Rodriguez v. Towers Apartments, Inc., 416 F. Supp. 304 (D.P.R. 1976)

US District Court for the District of Puerto Rico - 416 F. Supp. 304 (D.P.R. 1976)
May 3, 1976

416 F. Supp. 304 (1976)

Marta B. RODRIGUEZ et al., Plaintiffs
TOWERS APARTMENTS, INC., et al., Defendants.

Civil No. 1058-72.

United States District Court, D. Puerto Rico.

May 3, 1976.

*305 Julio Martinez Julia, Frank Brunet Calaf, San Juan, P. R., for plaintiffs.

William Estrella and Igor Dominquez, San Juan, P. R., for defendants.


TORRUELLA, District Judge.

This is a suit by the Tenants of certain privately owned apartment buildings[1] seeking declaratory and other equitable relief against the said owners and certain federal housing agency officials in Puerto Rico.[2] Plaintiffs[3] contend that the Federal Defendants approved rent increases sought by the Private Defendants without affording the Plaintiff Tenants an opportunity to participate in this determination.

Plaintiff Tenants assert jurisdiction pursuant to 42 U.S.C. § 1983 and 28 U.S.C. § 1343(3). This allegation we shall presently discuss in further detail.

The parties have entered into a stipulation that pursuant to existing "HUD laws and regulations", Private Defendants sought, and Federal Defendants granted, rent increases without Plaintiff Tenants' participation in the said rent increase procedure.

The apartments here in question are complexes constructed under the § 207 program administered by the Department of Housing and Urban Development (HUD). 12 U.S.C. § 1713. Under § 207 of the National Housing Act the Secretary of Hud is authorized to insure mortgages for the projects. The program was intended to encourage and facilitate the production of privately owned rental accommodations designed to provide units suitable for family occupancy at reasonable rents. 12 U.S.C. § 1713(b). Tenants residing in § 207 housing do not receive the benefit or assistance of any federal subsidies that reduce rents.

The Secretary is authorized to regulate the mortgagor with respect to rents, charges, capital structure, rate of return, and method of operation by promulgating rules and regulations and entering into contracts. 12 U.S.C. § 1713(b) (2). These regulations appear at 24 CFR Part 207. 24 CFR § 207.19(e) specifically provides that the mortgagor may not charge rents in excess of those approved by HUD. In approving ceiling rents the Secretary considers "the rental income necessary to maintain the property" and to provide a "reasonable return on investment consistent with providing reasonable rentals." 24 CFR § 207.19(e). When a mortgagor requests HUD's approval of a proposed rent increase he must submit a written request properly supported by substantiating evidence. Neither the owner nor the tenants are afforded a hearing on the proposed increase.

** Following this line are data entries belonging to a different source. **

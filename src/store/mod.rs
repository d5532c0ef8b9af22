//! SettingsStore: the one-row CSV file holding [`DailySettings`].
//!
//! Row layout (no header):
//! `work_minutes,break_minutes,daily_goal_minutes,daily_completed_minutes,last_reset`

pub mod record;

use std::ffi::OsString;
use std::fs;
use std::path::{Path, PathBuf};

use csv::{ReaderBuilder, WriterBuilder};
use tracing::{debug, info};

use crate::errors::{AppError, AppResult};
use crate::models::DailySettings;

pub struct SettingsStore {
    path: PathBuf,
}

impl SettingsStore {
    pub fn new(path: impl Into<PathBuf>) -> Self {
        Self { path: path.into() }
    }

    pub fn path(&self) -> &Path {
        &self.path
    }

    /// Create the data file with default settings when it does not exist.
    /// Returns `true` if a new file was written. An existing file is never
    /// touched, even if it is malformed.
    pub fn init_if_missing(&self) -> AppResult<bool> {
        if self.path.exists() {
            return Ok(false);
        }

        if let Some(parent) = self.path.parent()
            && !parent.as_os_str().is_empty()
        {
            fs::create_dir_all(parent)?;
        }

        self.write(&DailySettings::default())?;
        info!(path = %self.path.display(), "created settings file with defaults");
        Ok(true)
    }

    /// Load the persisted record.
    ///
    /// Only the first row is meaningful; anything after it is ignored.
    pub fn read(&self) -> AppResult<DailySettings> {
        let bytes = fs::read(&self.path)?;

        let mut rdr = ReaderBuilder::new()
            .has_headers(false)
            .flexible(true)
            .from_reader(bytes.as_slice());

        let row = match rdr.records().next() {
            Some(row) => row?,
            None => {
                return Err(AppError::MalformedRecord(format!(
                    "{} contains no settings row",
                    self.path.display()
                )));
            }
        };

        let settings = record::parse_row(&row)?;
        debug!(?settings, path = %self.path.display(), "settings read");
        Ok(settings)
    }

    /// Overwrite the record. The new row goes to a sibling temp file which
    /// is then renamed over the data file, so readers see either the old
    /// row or the new one.
    pub fn write(&self, settings: &DailySettings) -> AppResult<()> {
        let tmp = self.temp_path();

        let written = Self::write_row(&tmp, settings).and_then(|()| {
            fs::rename(&tmp, &self.path)?;
            Ok(())
        });
        if let Err(e) = written {
            let _ = fs::remove_file(&tmp);
            return Err(e);
        }

        debug!(?settings, path = %self.path.display(), "settings written");
        Ok(())
    }

    fn write_row(path: &Path, settings: &DailySettings) -> AppResult<()> {
        let mut wtr = WriterBuilder::new().has_headers(false).from_path(path)?;
        wtr.write_record(record::to_row(settings))?;
        wtr.flush()?;
        Ok(())
    }

    fn temp_path(&self) -> PathBuf {
        let mut name: OsString = self.path.as_os_str().to_owned();
        name.push(".tmp");
        PathBuf::from(name)
    }
}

Plaintiffs base the Court's jurisdiction on 42 U.S.C. § 1983 and 28 U.S.C. § 1343(3) which is clearly inappropriate. The Supreme Court, in the District of Columbia v. Carter, 409 U.S. 418, 93 S. Ct. 602, 34 L. Ed. 2d 613 (1973) states:

"[the Fourteenth Amendment is] addressed only to the State or those acting under [the] color of its authority . . [A]ctions of the Federal Government and its officers are beyond the purview of the Amendment . . . [42 U.S.C. § 1983, which was enacted pursuant to the Amendment] deals only with those deprivations of which are accomplished under the color of the law of `any State or Territory' . . . actions of the Federal Government and its officers are at least facially exempt from its proscriptions." *306 409 U.S. at 423-425, 93 S. Ct. at 606.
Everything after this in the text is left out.